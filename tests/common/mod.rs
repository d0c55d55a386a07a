#![allow(dead_code)]

use async_trait::async_trait;
use human_mcp::errors::ToolError;
use human_mcp::services::http_client::{HttpResponse, RequestOptions, Transport};
use human_mcp::services::logger::{LogLevel, Logger};
use once_cell::sync::Lazy;
use serde_json::Value;
use std::sync::Arc;
use tokio::io::{AsyncReadExt, AsyncWriteExt};
use tokio::net::TcpListener;
use tokio::sync::Mutex;
use tokio::task::JoinHandle;

pub static ENV_LOCK: Lazy<Mutex<()>> = Lazy::new(|| Mutex::new(()));

pub fn quiet_logger() -> Logger {
    Logger::new("test", LogLevel::Error)
}

/// In-memory transport: remembers every URL and answers each call the same way.
pub struct RecordingTransport {
    urls: std::sync::Mutex<Vec<String>>,
    reply: Result<String, ToolError>,
}

impl RecordingTransport {
    pub fn replying(body: Value) -> Arc<Self> {
        Arc::new(Self {
            urls: std::sync::Mutex::new(Vec::new()),
            reply: Ok(body.to_string()),
        })
    }

    pub fn failing(err: ToolError) -> Arc<Self> {
        Arc::new(Self {
            urls: std::sync::Mutex::new(Vec::new()),
            reply: Err(err),
        })
    }

    pub fn urls(&self) -> Vec<String> {
        self.urls.lock().unwrap().clone()
    }

    pub fn last_url(&self) -> String {
        self.urls().last().cloned().expect("no request was made")
    }
}

#[async_trait]
impl Transport for RecordingTransport {
    async fn request(&self, url: &str, options: RequestOptions) -> Result<HttpResponse, ToolError> {
        assert_eq!(options.method, reqwest::Method::GET);
        self.urls.lock().unwrap().push(url.to_string());
        match &self.reply {
            Ok(body) => Ok(HttpResponse {
                status: 200,
                body: body.clone(),
            }),
            Err(err) => Err(err.clone()),
        }
    }
}

fn header_end(buf: &[u8]) -> Option<usize> {
    buf.windows(4).position(|w| w == b"\r\n\r\n").map(|p| p + 4)
}

fn content_length(head: &str) -> usize {
    head.lines()
        .filter_map(|line| line.split_once(':'))
        .find(|(name, _)| name.trim().eq_ignore_ascii_case("content-length"))
        .and_then(|(_, value)| value.trim().parse().ok())
        .unwrap_or(0)
}

/// Accepts one connection, answers it with `status` and `body`, and yields
/// the raw request it received.
pub async fn serve_once(status: u16, body: &str) -> (String, JoinHandle<String>) {
    let listener = TcpListener::bind("127.0.0.1:0").await.unwrap();
    let addr = listener.local_addr().unwrap();
    let body = body.to_string();
    let handle = tokio::spawn(async move {
        let (mut socket, _) = listener.accept().await.unwrap();
        let mut buf = Vec::new();
        let mut chunk = [0u8; 4096];
        loop {
            let n = socket.read(&mut chunk).await.unwrap();
            if n == 0 {
                break;
            }
            buf.extend_from_slice(&chunk[..n]);
            if let Some(end) = header_end(&buf) {
                let head = String::from_utf8_lossy(&buf[..end]).to_string();
                if buf.len() >= end + content_length(&head) {
                    break;
                }
            }
        }
        let response = format!(
            "HTTP/1.1 {} Status\r\ncontent-type: application/json\r\ncontent-length: {}\r\nconnection: close\r\n\r\n{}",
            status,
            body.len(),
            body
        );
        socket.write_all(response.as_bytes()).await.unwrap();
        socket.shutdown().await.ok();
        String::from_utf8_lossy(&buf).to_string()
    });
    (format!("http://{}", addr), handle)
}
use crate::config::Config;
use crate::constants::cyberfraud as defaults;
use crate::errors::ToolError;
use crate::models::cyberfraud::{
    AccountInfo, AccountInfoParams, AttackReportingParams, CustomRulesResponse, OvertimeResponse,
    OverviewParams, OverviewResponse, TrafficDataParams, TrafficDataResponse,
};
use crate::services::endpoint::Endpoint;
use crate::services::http_client::{get_json, Transport};
use crate::services::logger::Logger;
use crate::services::query::{encode, Encoding, QueryField, QueryParams, QueryValue};
use crate::services::time_window::{clamp_time_range, Clock, SystemClock, TimeRange};
use std::sync::Arc;

/// Attack reporting wire layout. Threat types go out as `treatTypes[]`,
/// which is the spelling the API accepts.
const ATTACK_REPORTING_FIELDS: &[QueryField] = &[
    QueryField::same("from", Encoding::Scalar),
    QueryField::same("to", Encoding::Scalar),
    QueryField::same("page", Encoding::NonZero),
    QueryField::same("pageSize", Encoding::NonZero),
    QueryField::new("trafficTypes", "trafficTypes[]", Encoding::Repeated),
    QueryField::new("threatTypes", "treatTypes[]", Encoding::Repeated),
    QueryField::new("trafficSources", "trafficSources[]", Encoding::Repeated),
];

const ACCOUNT_FIELDS: &[QueryField] = &[QueryField::same("daysRange", Encoding::Scalar)];

const TRAFFIC_DATA_FIELDS: &[QueryField] = &[
    QueryField::same("from", Encoding::Scalar),
    QueryField::same("to", Encoding::Scalar),
    QueryField::new("source", "source[]", Encoding::Repeated),
    QueryField::new("appId", "appId[]", Encoding::Repeated),
    QueryField::new("overtime", "overtime[]", Encoding::Repeated),
    QueryField::new("tops", "tops[]", Encoding::Repeated),
    QueryField::new("traffic", "traffic[]", Encoding::Repeated),
    QueryField::new("pageType", "pageType[]", Encoding::Repeated),
    QueryField::new("count", "count[]", Encoding::Repeated),
    QueryField::same("withoutTotals", Encoding::Flag),
    QueryField::same("metricsEnrichment", Encoding::Json),
];

fn list_or_default(value: &Option<Vec<String>>, fallback: &[&str]) -> QueryValue {
    match value {
        Some(items) => QueryValue::List(items.clone()),
        None => QueryValue::from(fallback),
    }
}

fn non_empty_or_default(value: &Option<Vec<String>>, fallback: &[&str]) -> QueryValue {
    match value {
        Some(items) if !items.is_empty() => QueryValue::List(items.clone()),
        _ => QueryValue::from(fallback),
    }
}

fn attack_reporting_query(range: &TimeRange, window: &AttackReportingParams) -> QueryParams {
    let mut query = QueryParams::new();
    query
        .insert("from", range.start_epoch_seconds())
        .insert("to", range.end_epoch_seconds())
        .insert(
            "trafficTypes",
            list_or_default(&window.traffic_types, defaults::TRAFFIC_TYPES),
        )
        .insert(
            "threatTypes",
            list_or_default(&window.threat_types, defaults::THREAT_TYPES),
        )
        .insert(
            "trafficSources",
            list_or_default(&window.traffic_sources, defaults::TRAFFIC_SOURCES),
        );
    query
}

/// Attack reporting, account intelligence, custom rules and traffic data.
#[derive(Clone)]
pub struct CyberfraudService {
    logger: Logger,
    http: Arc<dyn Transport>,
    base: String,
    clock: Arc<dyn Clock>,
}

impl CyberfraudService {
    pub fn new(logger: Logger, http: Arc<dyn Transport>, config: &Config) -> Self {
        Self {
            logger: logger.child("cyberfraud"),
            http,
            base: config.cyberfraud_base(),
            clock: Arc::new(SystemClock),
        }
    }

    pub fn with_clock(mut self, clock: Arc<dyn Clock>) -> Self {
        self.clock = clock;
        self
    }

    fn clamp(&self, start_time: &str, end_time: &str) -> Result<TimeRange, ToolError> {
        clamp_time_range(start_time, end_time, self.clock.now())
    }

    pub fn overtime_url(&self, params: &AttackReportingParams) -> Result<String, ToolError> {
        let range = self.clamp(&params.start_time, &params.end_time)?;
        let query = attack_reporting_query(&range, params);
        Endpoint::flat(
            format!("{}/attack-reporting/overtime", self.base),
            encode(&query, ATTACK_REPORTING_FIELDS)?,
        )
        .url()
    }

    /// With a cluster id the lookup targets that one cluster and any
    /// `page`/`pageSize` the caller sent is dropped without complaint.
    pub fn overview_url(&self, params: &OverviewParams) -> Result<String, ToolError> {
        let range = self.clamp(&params.window.start_time, &params.window.end_time)?;
        let mut query = attack_reporting_query(&range, &params.window);
        let cluster_id = params
            .cluster_id
            .as_deref()
            .filter(|id| !id.trim().is_empty());
        if cluster_id.is_none() {
            query
                .insert("page", params.page.unwrap_or(defaults::DEFAULT_PAGE))
                .insert(
                    "pageSize",
                    params.page_size.unwrap_or(defaults::DEFAULT_PAGE_SIZE),
                );
        }
        Endpoint::scoped(
            format!("{}/attack-reporting/overview", self.base),
            cluster_id,
            encode(&query, ATTACK_REPORTING_FIELDS)?,
        )
        .url()
    }

    pub fn account_info_url(&self, params: &AccountInfoParams) -> Result<String, ToolError> {
        let account_id = params.account_id.as_str();
        if account_id.trim().is_empty() {
            return Err(ToolError::invalid_input("accountId is required"));
        }
        let mut query = QueryParams::new();
        query.set("daysRange", params.days_range);
        Endpoint::scoped(
            format!("{}/account", self.base),
            Some(account_id),
            encode(&query, ACCOUNT_FIELDS)?,
        )
        .url()
    }

    pub fn custom_rules_url(&self) -> Result<String, ToolError> {
        Endpoint::flat(format!("{}/custom-rules", self.base), "").url()
    }

    /// The traffic endpoint wants whole epoch seconds, taken from the window
    /// only after it has been clamped.
    pub fn traffic_data_url(&self, params: &TrafficDataParams) -> Result<String, ToolError> {
        let range = self.clamp(&params.start_time, &params.end_time)?;
        let mut query = QueryParams::new();
        query
            .insert("from", range.start_epoch_seconds())
            .insert("to", range.end_epoch_seconds())
            .insert(
                "source",
                non_empty_or_default(&params.source, defaults::TRAFFIC_SOURCES),
            )
            .set("appId", params.app_id.clone())
            .insert(
                "overtime",
                non_empty_or_default(&params.overtime, defaults::TRAFFIC_DATA_OVERTIME),
            )
            .set("tops", params.tops.clone())
            .set("traffic", params.traffic.clone())
            .set("pageType", params.page_type.clone())
            .set("count", params.count.clone())
            .set("withoutTotals", params.without_totals);
        if let Some(enrichment) = &params.metrics_enrichment {
            query.insert("metricsEnrichment", serde_json::to_value(enrichment)?);
        }
        Endpoint::flat(
            format!("{}/traffic-data", self.base),
            encode(&query, TRAFFIC_DATA_FIELDS)?,
        )
        .url()
    }

    async fn fetch<T: serde::de::DeserializeOwned>(
        &self,
        operation: &str,
        url: String,
    ) -> Result<T, ToolError> {
        self.logger.debug(
            "calling upstream",
            Some(&serde_json::json!({"operation": operation, "url": url})),
        );
        get_json(self.http.as_ref(), &url).await
    }

    pub async fn get_attack_reporting_overtime(
        &self,
        params: &AttackReportingParams,
    ) -> Result<OvertimeResponse, ToolError> {
        let url = self.overtime_url(params)?;
        self.fetch("attack_reporting_overtime", url).await
    }

    pub async fn get_attack_reporting_overview(
        &self,
        params: &OverviewParams,
    ) -> Result<OverviewResponse, ToolError> {
        let url = self.overview_url(params)?;
        self.fetch("attack_reporting_overview", url).await
    }

    pub async fn get_account_info(
        &self,
        params: &AccountInfoParams,
    ) -> Result<AccountInfo, ToolError> {
        let url = self.account_info_url(params)?;
        self.fetch("account_info", url).await
    }

    pub async fn get_custom_rules(&self) -> Result<CustomRulesResponse, ToolError> {
        let url = self.custom_rules_url()?;
        self.fetch("custom_rules", url).await
    }

    pub async fn get_traffic_data(
        &self,
        params: &TrafficDataParams,
    ) -> Result<TrafficDataResponse, ToolError> {
        let url = self.traffic_data_url(params)?;
        self.fetch("traffic_data", url).await
    }
}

**PROBLEM DESCRIPTION**
What are the exact lines from the beginning of the material through the line containing "use tokio::task::JoinHandle;"? Write out those lines alone.

**SOLUTION FOR THIS PROBLEM**
filename tests/common/mod.rs
repository d0c55d55a386a07a
#![allow(dead_code)]

use async_trait::async_trait;
use human_mcp::errors::ToolError;
use human_mcp::services::http_client::{HttpResponse, RequestOptions, Transport};
use human_mcp::services::logger::{LogLevel, Logger};
use once_cell::sync::Lazy;
use serde_json::Value;
use std::sync::Arc;
use tokio::io::{AsyncReadExt, AsyncWriteExt};
use tokio::net::TcpListener;
use tokio::sync::Mutex;
use tokio::task::JoinHandle;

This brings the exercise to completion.